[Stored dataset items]
-------------------------

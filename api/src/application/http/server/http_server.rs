use std::sync::Arc;

use axum::Router;
use axum::http::header::{ACCEPT, AUTHORIZATION, CONTENT_LENGTH, CONTENT_TYPE, LOCATION};
use axum::http::{HeaderValue, Method};
use axum::routing::get;
use axum_prometheus::PrometheusMetricLayer;
use tower_http::cors::CorsLayer;
use tracing::{debug, info_span, warn};
use utoipa::OpenApi;
use utoipa_rapidoc::RapiDoc;
use utoipa_redoc::{Redoc, Servable};
use utoipa_scalar::{Scalar, Servable as ScalarServable};
use utoipa_swagger_ui::SwaggerUi;
use warden_core::{application::create_service, domain::common::WardenConfig};

use crate::application::http::role::router::role_routes;
use crate::application::http::server::app_state::AppState;
use crate::application::http::server::openapi::ApiDoc;
use crate::application::http::user::router::user_routes;
use crate::args::Args;

pub async fn state(args: Arc<Args>) -> Result<AppState, anyhow::Error> {
    let config = WardenConfig::from(args.as_ref().clone());
    let service = create_service(config).await?;

    Ok(AppState::new(args, service))
}

///  Returns the [`Router`] of this application.
pub fn router(state: AppState) -> Result<Router, anyhow::Error> {
    let trace_layer = tower_http::trace::TraceLayer::new_for_http().make_span_with(
        |request: &axum::extract::Request| {
            let uri: String = request.uri().to_string();
            info_span!("http_request", method = ?request.method(), uri)
        },
    );

    let allowed_origins = state
        .args
        .server
        .allowed_origins
        .iter()
        .filter_map(|origin| match HeaderValue::from_str(origin) {
            Ok(value) => Some(value),
            Err(_) => {
                warn!(origin, "ignoring invalid allowed origin");
                None
            }
        })
        .collect::<Vec<HeaderValue>>();

    debug!("Allowed origins: {:?}", allowed_origins);

    let cors = CorsLayer::new()
        .allow_methods([
            Method::GET,
            Method::POST,
            Method::DELETE,
            Method::PUT,
            Method::OPTIONS,
        ])
        .allow_origin(allowed_origins)
        .allow_headers([
            AUTHORIZATION,
            CONTENT_TYPE,
            CONTENT_LENGTH,
            ACCEPT,
            LOCATION,
        ])
        .allow_credentials(true);

    let (prometheus_layer, metric_handle) = PrometheusMetricLayer::pair();

    let root_path = state.args.server.root_path.clone();

    let mut openapi = ApiDoc::openapi();
    let mut paths = openapi.paths.clone();
    paths.paths = openapi
        .paths
        .paths
        .into_iter()
        .map(|(path, item)| (format!("{root_path}{path}"), item))
        .collect();
    openapi.paths = paths;

    let api_docs_url = format!("{}/api-docs/openapi.json", root_path);

    let router = axum::Router::new()
        .merge(Scalar::with_url(
            format!("{}/scalar", root_path),
            openapi.clone(),
        ))
        .merge(
            SwaggerUi::new(format!("{}/swagger-ui", root_path))
                .url(api_docs_url.clone(), openapi.clone()),
        )
        .merge(Redoc::with_url(format!("{}/redoc", root_path), openapi))
        .merge(RapiDoc::new(api_docs_url).path(format!("{}/rapidoc", root_path)))
        .merge(user_routes(state.clone()))
        .merge(role_routes(state.clone()))
        .route(
            &format!("{}/metrics", root_path),
            get(|| async move { metric_handle.render() }),
        )
        .layer(trace_layer)
        .layer(cors)
        .layer(prometheus_layer)
        .with_state(state);

    Ok(router)
}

-------------------------

◆ **DIRECTIONS FOR THIS TASK**:
When you reach the end of the data above, set it all down again unchanged.

◆ **OUTPUT OF THE EXERCISE**:
filename api/src/application/http/server/http_server.rs
use std::sync::Arc;

use axum::Router;
use axum::http::header::{ACCEPT, AUTHORIZATION, CONTENT_LENGTH, CONTENT_TYPE, LOCATION};
use axum::http::{HeaderValue, Method};
use axum::routing::get;
use axum_prometheus::PrometheusMetricLayer;
use tower_http::cors::CorsLayer;
use tracing::{debug, info_span, warn};
use utoipa::OpenApi;
use utoipa_rapidoc::RapiDoc;
use utoipa_redoc::{Redoc, Servable};
use utoipa_scalar::{Scalar, Servable as ScalarServable};
use utoipa_swagger_ui::SwaggerUi;
use warden_core::{application::create_service, domain::common::WardenConfig};

use crate::application::http::role::router::role_routes;
use crate::application::http::server::app_state::AppState;
use crate::application::http::server::openapi::ApiDoc;
use crate::application::http::user::router::user_routes;
use crate::args::Args;

pub async fn state(args: Arc<Args>) -> Result<AppState, anyhow::Error> {
    let config = WardenConfig::from(args.as_ref().clone());
    let service = create_service(config).await?;

    Ok(AppState::new(args, service))
}

///  Returns the [`Router`] of this application.
pub fn router(state: AppState) -> Result<Router, anyhow::Error> {
    let trace_layer = tower_http::trace::TraceLayer::new_for_http().make_span_with(
        |request: &axum::extract::Request| {
            let uri: String = request.uri().to_string();
            info_span!("http_request", method = ?request.method(), uri)
        },
    );

    let allowed_origins = state
        .args
        .server
        .allowed_origins
        .iter()
        .filter_map(|origin| match HeaderValue::from_str(origin) {
            Ok(value) => Some(value),
            Err(_) => {
                warn!(origin, "ignoring invalid allowed origin");
                None
            }
        })
        .collect::<Vec<HeaderValue>>();

    debug!("Allowed origins: {:?}", allowed_origins);

    let cors = CorsLayer::new()
        .allow_methods([
            Method::GET,
            Method::POST,
            Method::DELETE,
            Method::PUT,
            Method::OPTIONS,
        ])
        .allow_origin(allowed_origins)
        .allow_headers([
            AUTHORIZATION,
            CONTENT_TYPE,
            CONTENT_LENGTH,
            ACCEPT,
            LOCATION,
        ])
        .allow_credentials(true);

    let (prometheus_layer, metric_handle) = PrometheusMetricLayer::pair();

    let root_path = state.args.server.root_path.clone();

    let mut openapi = ApiDoc::openapi();
    let mut paths = openapi.paths.clone();
    paths.paths = openapi
        .paths
        .paths
        .into_iter()
        .map(|(path, item)| (format!("{root_path}{path}"), item))
        .collect();
    openapi.paths = paths;

    let api_docs_url = format!("{}/api-docs/openapi.json", root_path);

    let router = axum::Router::new()
        .merge(Scalar::with_url(
            format!("{}/scalar", root_path),
            openapi.clone(),
        ))
        .merge(
            SwaggerUi::new(format!("{}/swagger-ui", root_path))
                .url(api_docs_url.clone(), openapi.clone()),
        )
        .merge(Redoc::with_url(format!("{}/redoc", root_path), openapi))
        .merge(RapiDoc::new(api_docs_url).path(format!("{}/rapidoc", root_path)))
        .merge(user_routes(state.clone()))
        .merge(role_routes(state.clone()))
        .route(
            &format!("{}/metrics", root_path),
            get(|| async move { metric_handle.render() }),
        )
        .layer(trace_layer)
        .layer(cors)
        .layer(prometheus_layer)
        .with_state(state);

    Ok(router)
}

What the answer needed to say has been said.